The standard operating procedure for many health insurance companies is to deny coverage for everything for the first through third times, just to see if they can outlast the poor consumer.

I've never had an insurance company that has done that. However, my wife had a state worker's comp claim and it was EXACTLY like that. If she had been a single mom depending on the state worker's comp insurance she would've been completely up shit creek. It was by far the worst experience either of us ever had with insurance - and it was the state program.

Personal experience tells me you have it seriously backwards.

Anonymous said...

http://www.factcheck.org/politics/obamas_health_care_news_conference.html

juris imprudent said...

C'mon M - what is wrong with profit? You think Bill has a point, can't you back it up?

Mark Ward said...

Something wonky is going on with blogspot. I posted a comment way before blk and it never showed up. WTF?

Let's see if I can remember what I wrote...

There is nothing wrong with profit. I am good capitalist, remember? And your point about farmers is interesting. But how is providing food making money off of misery? Some people might not like corn but they do like MRIs if they have had a coronary.

BLK answered the public-private snafu of Blue Cross Blue Shield.

I am not going so far as to say that I fully agree with Maher but I think he got to the crux of the debate. Should health care be for profit?

juris imprudent said...

Yes, there is nothing wrong IMO with health-care being for profit.

Your take?

Mark Ward said...

I guess at this point I'm not really sure. Being for profit I suppose is fine. Being for greed is not and it has been proven that America in 2009 does not know the difference.

Is it OK to make money on human suffering? Of course not but is that actually what happens with our current health care system? I haven't had many complaints about our system personally until recently. Next week, I am going to put up a post about all of this when I have more time and we can really get into it.

juris imprudent said...

I guess at this point I'm not really sure.

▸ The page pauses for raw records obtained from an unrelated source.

use std::collections::{BTreeMap, BTreeSet};

use palette::{Hsl, IntoColor, Srgb};
use plotters::style::RGBColor;

// ---------------------------------------------------------------------------
// Color palette generator
// ---------------------------------------------------------------------------

/// Generates `n` visually distinct colours using evenly spaced hues.
pub fn generate_palette(n: usize) -> Vec<RGBColor> {
    if n == 0 {
        return Vec::new();
    }
    (0..n)
        .map(|i| {
            let hue = (i as f32 / n as f32) * 360.0;
            let hsl = Hsl::new(hue, 0.6, 0.55);
            let rgb: Srgb = hsl.into_color();
            RGBColor(
                (rgb.red * 255.0) as u8,
                (rgb.green * 255.0) as u8,
                (rgb.blue * 255.0) as u8,
            )
        })
        .collect()
}

// ---------------------------------------------------------------------------
// Color mapping: category name → bar colour
// ---------------------------------------------------------------------------

/// Maps each distinct category to a bar colour, stable across charts within
/// one run, so a category keeps its colour in every year's chart.
#[derive(Debug, Clone)]
pub struct ColorMap {
    mapping: BTreeMap<String, RGBColor>,
    default_color: RGBColor,
}

impl ColorMap {
    /// Build a colour map over the distinct categories found in the rows.
    pub fn from_categories<'a>(categories: impl IntoIterator<Item = &'a str>) -> Self {
        let distinct: BTreeSet<&str> = categories.into_iter().collect();
        let palette = generate_palette(distinct.len());
        let mapping = distinct
            .into_iter()
            .zip(palette)
            .map(|(name, color)| (name.to_string(), color))
            .collect();

        ColorMap {
            mapping,
            default_color: RGBColor(128, 128, 128),
        }
    }

    /// Look up the colour for a category.
    pub fn color_for(&self, category: &str) -> RGBColor {
        self.mapping
            .get(category)
            .copied()
            .unwrap_or(self.default_color)
    }
}

#[cfg(test)]
mod tests {
    use super::*;

    #[test]
    fn palette_produces_distinct_colours() {
        let palette = generate_palette(8);
        assert_eq!(palette.len(), 8);
        let unique: BTreeSet<(u8, u8, u8)> =
            palette.iter().map(|c| (c.0, c.1, c.2)).collect();
        assert_eq!(unique.len(), 8);
    }

    #[test]
    fn empty_palette() {
        assert!(generate_palette(0).is_empty());
    }

    #[test]
    fn same_category_maps_to_same_colour() {
        let map = ColorMap::from_categories(["Action", "Comedy", "Action"]);
        assert_eq!(map.color_for("Action"), map.color_for("Action"));
        assert_ne!(map.color_for("Action"), map.color_for("Comedy"));
    }

    #[test]
    fn unknown_category_gets_the_default() {
        let map = ColorMap::from_categories(["Action"]);
        assert_eq!(map.color_for("Horror"), RGBColor(128, 128, 128));
    }
}
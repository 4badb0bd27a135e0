//! Data layer: core types, loading, and filtering.
//!
//! Architecture:
//! ```text
//!      .csv
//!        │
//!        ▼
//!   ┌──────────┐
//!   │  loader   │  parse file → RentalDataset
//!   └──────────┘
//!        │
//!        ▼
//!   ┌───────────────┐
//!   │ RentalDataset  │  Vec<RentalRecord>, year index
//!   └───────────────┘
//!        │
//!        ▼
//!   ┌──────────┐
//!   │  filter   │  select rows for one year → subset
//!   └──────────┘
//! ```

pub mod filter;
pub mod loader;
pub mod model;
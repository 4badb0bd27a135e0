use super::model::{RentalDataset, RentalRecord};

// ---------------------------------------------------------------------------
// Per-year subset selection
// ---------------------------------------------------------------------------

/// Return the rows whose `rental_year` equals `year`, in source order.
///
/// Exact match only; an empty result is valid and simply yields an empty
/// chart downstream. Duplicate categories within a year are kept as-is
/// (they become duplicate bars, not a summed one).
pub fn rows_for_year(dataset: &RentalDataset, year: i32) -> Vec<&RentalRecord> {
    dataset
        .records
        .iter()
        .filter(|r| r.rental_year == year)
        .collect()
}
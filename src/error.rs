use std::path::PathBuf;

use thiserror::Error;

// ---------------------------------------------------------------------------
// Report-level error
// ---------------------------------------------------------------------------

/// Failure modes of a report run.
///
/// A missing source file is reported distinctly; every other failure during
/// load, render, or save is collapsed into [`ReportError::Failure`] with the
/// underlying message preserved.
#[derive(Debug, Error)]
pub enum ReportError {
    /// The input path does not resolve to a readable file.
    #[error("source file not found: {}", .0.display())]
    SourceNotFound(PathBuf),

    /// Any other failure, message surfaced verbatim.
    #[error(transparent)]
    Failure(#[from] anyhow::Error),
}
//! Batch generator of per-year film rental bar charts.
//!
//! Reads a CSV of per-category rental counts, filters it once per target
//! year, and writes one `rentals_<year>.png` bar chart per year. The whole
//! pipeline is synchronous: load → filter → render → save.

pub mod chart;
pub mod color;
pub mod data;
pub mod error;
pub mod report;

pub use error::ReportError;
pub use report::ReportGenerator;
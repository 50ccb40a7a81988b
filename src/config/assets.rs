use crate::domain::ports::AssetSource;
use crate::utils::error::Result;
use std::path::{Path, PathBuf};

/// Assets read from a directory on local disk (`/app` inside the image).
#[derive(Debug, Clone)]
pub struct LocalAssets {
    base_path: PathBuf,
}

impl LocalAssets {
    pub fn new(base_path: impl Into<PathBuf>) -> Self {
        Self {
            base_path: base_path.into(),
        }
    }

    pub fn resolve(&self, path: &str) -> PathBuf {
        let candidate = Path::new(path);
        if candidate.is_absolute() {
            candidate.to_path_buf()
        } else {
            self.base_path.join(candidate)
        }
    }
}

impl AssetSource for LocalAssets {
    async fn read_file(&self, path: &str) -> Result<Vec<u8>> {
        let full_path = self.resolve(path);
        tracing::debug!("Reading asset {}", full_path.display());
        let data = tokio::fs::read(full_path).await?;
        Ok(data)
    }
}
pub mod calculator;
pub mod catalog;
pub mod cell;
pub mod sheet;

pub use crate::domain::model::{CalculationRequest, CalculationResults, MetricValue};
pub use crate::domain::ports::AssetSource;
pub use crate::utils::error::Result;
pub mod handlers;
pub mod supervisor;
pub mod templates;

use crate::config::{ServerConfig, Topology};
use crate::core::catalog::Catalog;
use crate::core::sheet::Sheet;
use crate::domain::ports::AssetSource;
use crate::utils::error::Result;
use axum::routing::{get, post};
use axum::{middleware, Router};
use std::net::SocketAddr;
use std::sync::Arc;
use supervisor::WorkerPool;
use templates::TemplateSet;
use tokio::net::TcpListener;
use tower_http::trace::TraceLayer;

/// Everything a request handler reads. All of it is immutable after startup.
#[derive(Clone)]
pub struct AppState {
    pub sheet: Arc<Sheet>,
    pub catalog: Arc<Catalog>,
    pub templates: Arc<TemplateSet>,
    pub pool: Arc<WorkerPool>,
}

impl AppState {
    pub fn new(sheet: Sheet, catalog: Catalog, templates: TemplateSet, topology: Topology) -> Self {
        Self {
            sheet: Arc::new(sheet),
            catalog: Arc::new(catalog),
            templates: Arc::new(templates),
            pool: Arc::new(WorkerPool::new(topology)),
        }
    }

    /// Loads the catalog, templates and dataset. Template or catalog problems
    /// are fatal; a missing dataset is reported by the routes instead.
    pub async fn load<A: AssetSource>(
        assets: &A,
        config: &ServerConfig,
        topology: Topology,
    ) -> Result<Self> {
        let catalog = Catalog::embedded()?;
        let templates = TemplateSet::load(assets, &config.templates_dir).await?;
        let sheet = Sheet::load_or_empty(assets, &config.csv_path).await;
        if !sheet.is_loaded() {
            tracing::warn!("⚠️  CSV file not loaded, please ensure '{}' exists", config.csv_path);
        }
        Ok(Self::new(sheet, catalog, templates, topology))
    }
}

pub fn routes(state: AppState) -> Router {
    Router::new()
        .route("/", get(handlers::index))
        .route("/calculate", post(handlers::calculate))
        .route("/health", get(handlers::health))
        .with_state(state)
}

/// Puts `router` behind the worker pool and request logging.
pub fn supervised(router: Router, pool: Arc<WorkerPool>) -> Router {
    router
        .layer(middleware::from_fn_with_state(pool, supervisor::supervise))
        .layer(TraceLayer::new_for_http())
}

pub fn build_router(state: AppState) -> Router {
    let pool = state.pool.clone();
    supervised(routes(state), pool)
}

pub async fn bind(addr: SocketAddr) -> Result<TcpListener> {
    let listener = TcpListener::bind(addr).await?;
    tracing::info!("Listening on {}", listener.local_addr()?);
    Ok(listener)
}

pub async fn serve(listener: TcpListener, app: Router) -> Result<()> {
    axum::serve(listener, app)
        .with_graceful_shutdown(wait_for_shutdown_signal())
        .await?;
    tracing::info!("Server stopped");
    Ok(())
}

async fn wait_for_shutdown_signal() {
    #[cfg(unix)]
    {
        use tokio::signal::unix::{signal, SignalKind};
        match (signal(SignalKind::terminate()), signal(SignalKind::interrupt())) {
            (Ok(mut sigterm), Ok(mut sigint)) => {
                tokio::select! {
                    _ = sigterm.recv() => tracing::info!("SIGTERM received, shutting down"),
                    _ = sigint.recv() => tracing::info!("SIGINT received, shutting down"),
                }
            }
            _ => {
                let _ = tokio::signal::ctrl_c().await;
            }
        }
    }
    #[cfg(not(unix))]
    {
        let _ = tokio::signal::ctrl_c().await;
    }
}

That is apparently more honesty than the rest of your readers can collectively summon. Not one can stand up and unequivocally make the case that you quote Maher making - that profit is by definition bad in health-care.

Being for greed is not and it has been proven that America in 2009 does not know the difference.

Indeed, you yourself are unable to make that distinction, but you are sure it must exist somewhere; and perhaps, like porn you'll know it when you see it.

I hope you aren't left wondering as to why I should have serious doubts about what you prescribe to fix the system.

sw said...

yep, he'll know it when he sees it. sounds just like the people he always criticizes.

GrumpyOldFart said...

Hmmm.... seems like Pope Constantine and the First Council of Nicaea tried something like this back in the day, with loaning money. All they accomplished was to drive the entire banking industry into the hands of the Jews, inadvertently setting up for the Holocaust in the process.

Is there a particular reason you think it would work better with healthcare? More to the point, why should it? Healthcare isn't magically created from nothing, it's people's time, labor and expertise. That is what Maher is saying should not be allowed at a profit.

So basically Bill Maher is coming out in favor of slavery, and you're at least partially agreeing with him, right?